TASK INSTRUCTIONS:
Because the material must match the original, reproduce every line of it exactly.

INFORMATION PROVIDED:
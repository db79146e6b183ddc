//! Pixel-wise softmax cross-entropy and the Adam update step.

use burn::module::AutodiffModule;
use burn::optim::{AdamConfig, GradientsParams, Optimizer};
use burn::tensor::activation::log_softmax;
use burn::tensor::backend::{AutodiffBackend, Backend};
use burn::tensor::Tensor;
use std::marker::PhantomData;

#[derive(Debug, Clone)]
pub struct ObjectiveOutput<B: Backend> {
    /// Scores flattened to `[N*H*W, num_classes]`.
    pub logits: Tensor<B, 2>,
    /// Mean cross-entropy over every pixel.
    pub loss: Tensor<B, 1>,
}

pub struct Objective;

impl Objective {
    /// `scores` is `[N, C, H, W]`, `labels` one-hot `[N, H, W, C]`.
    pub fn build<B: Backend>(scores: Tensor<B, 4>, labels: Tensor<B, 4>) -> ObjectiveOutput<B> {
        let [n, c, h, w] = scores.dims();
        let logits = scores.permute([0, 2, 3, 1]).reshape([n * h * w, c]);
        let labels = labels.reshape([n * h * w, c]);
        let loss = (labels * log_softmax(logits.clone(), 1))
            .sum_dim(1)
            .mean()
            .neg();
        ObjectiveOutput { logits, loss }
    }

    /// Adam with default moments; the learning rate is supplied per step.
    pub fn update_step<B, M>() -> UpdateStep<impl Optimizer<M, B>, M, B>
    where
        B: AutodiffBackend,
        M: AutodiffModule<B>,
    {
        UpdateStep::new(AdamConfig::new().init())
    }
}

/// One backward pass plus one optimizer step.
pub struct UpdateStep<O, M, B> {
    optim: O,
    _marker: PhantomData<fn() -> (M, B)>,
}

impl<O, M, B> UpdateStep<O, M, B>
where
    B: AutodiffBackend,
    M: AutodiffModule<B>,
    O: Optimizer<M, B>,
{
    pub fn new(optim: O) -> Self {
        Self {
            optim,
            _marker: PhantomData,
        }
    }

    pub fn apply(&mut self, model: M, loss: Tensor<B, 1>, learning_rate: f64) -> M {
        let grads = GradientsParams::from_grads(loss.backward(), &model);
        self.optim.step(learning_rate, model, grads)
    }
}

pub(crate) fn scalar<B: Backend>(loss: Tensor<B, 1>) -> f32 {
    loss.into_data()
        .to_vec::<f32>()
        .unwrap_or_default()
        .first()
        .copied()
        .unwrap_or(f32::NAN)
}
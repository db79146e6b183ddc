//! Burn modules for road segmentation in the FCN-8 layout.
//!
//! This crate defines the network pieces:
//! - `Vgg16`: convolutional backbone exposing three intermediate feature maps.
//! - `FcnDecoder`: 1x1 projections, transposed convolutions, and additive skips
//!   that bring the deepest features back to input resolution.
//! - `Fcn`: backbone + decoder as a single trainable module.
//!
//! These are pure Burn Modules. Loss, optimizer, and checkpoint handling live in
//! the `training` crate; the `inference` crate wraps `Fcn` into a `Segmenter`.
//!
//! ## Layout Note
//! Tensors are channel-first (`[batch, channels, height, width]`) throughout,
//! so decoder scores come out as `[batch, num_classes, height, width]`.

pub mod decoder;
pub mod error;
pub mod fcn;
pub mod vgg;

pub use decoder::{check_input_shape, FcnDecoder, FcnDecoderConfig, DOWNSAMPLE_FACTOR};
pub use error::{ModelError, ModelResult};
pub use fcn::{Fcn, FcnConfig};
pub use vgg::{load_vgg, save_vgg_bundle, Vgg16, Vgg16Config, VggEndpoints, VggManifest};

pub mod prelude {
    pub use super::{
        load_vgg, Fcn, FcnConfig, FcnDecoder, FcnDecoderConfig, Vgg16, Vgg16Config, VggEndpoints,
    };
}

TASK ANSWER:
repository db79146e6b183ddc
//! Pixel-wise softmax cross-entropy and the Adam update step.

use burn::module::AutodiffModule;
use burn::optim::{AdamConfig, GradientsParams, Optimizer};
use burn::tensor::activation::log_softmax;
use burn::tensor::backend::{AutodiffBackend, Backend};
use burn::tensor::Tensor;
use std::marker::PhantomData;

#[derive(Debug, Clone)]
pub struct ObjectiveOutput<B: Backend> {
    /// Scores flattened to `[N*H*W, num_classes]`.
    pub logits: Tensor<B, 2>,
    /// Mean cross-entropy over every pixel.
    pub loss: Tensor<B, 1>,
}

pub struct Objective;

impl Objective {
    /// `scores` is `[N, C, H, W]`, `labels` one-hot `[N, H, W, C]`.
    pub fn build<B: Backend>(scores: Tensor<B, 4>, labels: Tensor<B, 4>) -> ObjectiveOutput<B> {
        let [n, c, h, w] = scores.dims();
        let logits = scores.permute([0, 2, 3, 1]).reshape([n * h * w, c]);
        let labels = labels.reshape([n * h * w, c]);
        let loss = (labels * log_softmax(logits.clone(), 1))
            .sum_dim(1)
            .mean()
            .neg();
        ObjectiveOutput { logits, loss }
    }

    /// Adam with default moments; the learning rate is supplied per step.
    pub fn update_step<B, M>() -> UpdateStep<impl Optimizer<M, B>, M, B>
    where
        B: AutodiffBackend,
        M: AutodiffModule<B>,
    {
        UpdateStep::new(AdamConfig::new().init())
    }
}

/// One backward pass plus one optimizer step.
pub struct UpdateStep<O, M, B> {
    optim: O,
    _marker: PhantomData<fn() -> (M, B)>,
}

impl<O, M, B> UpdateStep<O, M, B>
where
    B: AutodiffBackend,
    M: AutodiffModule<B>,
    O: Optimizer<M, B>,
{
    pub fn new(optim: O) -> Self {
        Self {
            optim,
            _marker: PhantomData,
        }
    }

    pub fn apply(&mut self, model: M, loss: Tensor<B, 1>, learning_rate: f64) -> M {
        let grads = GradientsParams::from_grads(loss.backward(), &model);
        self.optim.step(learning_rate, model, grads)
    }
}

pub(crate) fn scalar<B: Backend>(loss: Tensor<B, 1>) -> f32 {
    loss.into_data()
        .to_vec::<f32>()
        .unwrap_or_default()
        .first()
        .copied()
        .unwrap_or(f32::NAN)
}
repository db79146e6b183ddc
//! Burn modules for road segmentation in the FCN-8 layout.
//!
//! This crate defines the network pieces:
//! - `Vgg16`: convolutional backbone exposing three intermediate feature maps.
//! - `FcnDecoder`: 1x1 projections, transposed convolutions, and additive skips
//!   that bring the deepest features back to input resolution.
//! - `Fcn`: backbone + decoder as a single trainable module.
//!
//! These are pure Burn Modules. Loss, optimizer, and checkpoint handling live in
//! the `training` crate; the `inference` crate wraps `Fcn` into a `Segmenter`.
//!
//! ## Layout Note
//! Tensors are channel-first (`[batch, channels, height, width]`) throughout,
//! so decoder scores come out as `[batch, num_classes, height, width]`.

pub mod decoder;
pub mod error;
pub mod fcn;
pub mod vgg;

pub use decoder::{check_input_shape, FcnDecoder, FcnDecoderConfig, DOWNSAMPLE_FACTOR};
pub use error::{ModelError, ModelResult};
pub use fcn::{Fcn, FcnConfig};
pub use vgg::{load_vgg, save_vgg_bundle, Vgg16, Vgg16Config, VggEndpoints, VggManifest};

pub mod prelude {
    pub use super::{
        load_vgg, Fcn, FcnConfig, FcnDecoder, FcnDecoderConfig, Vgg16, Vgg16Config, VggEndpoints,
    };
}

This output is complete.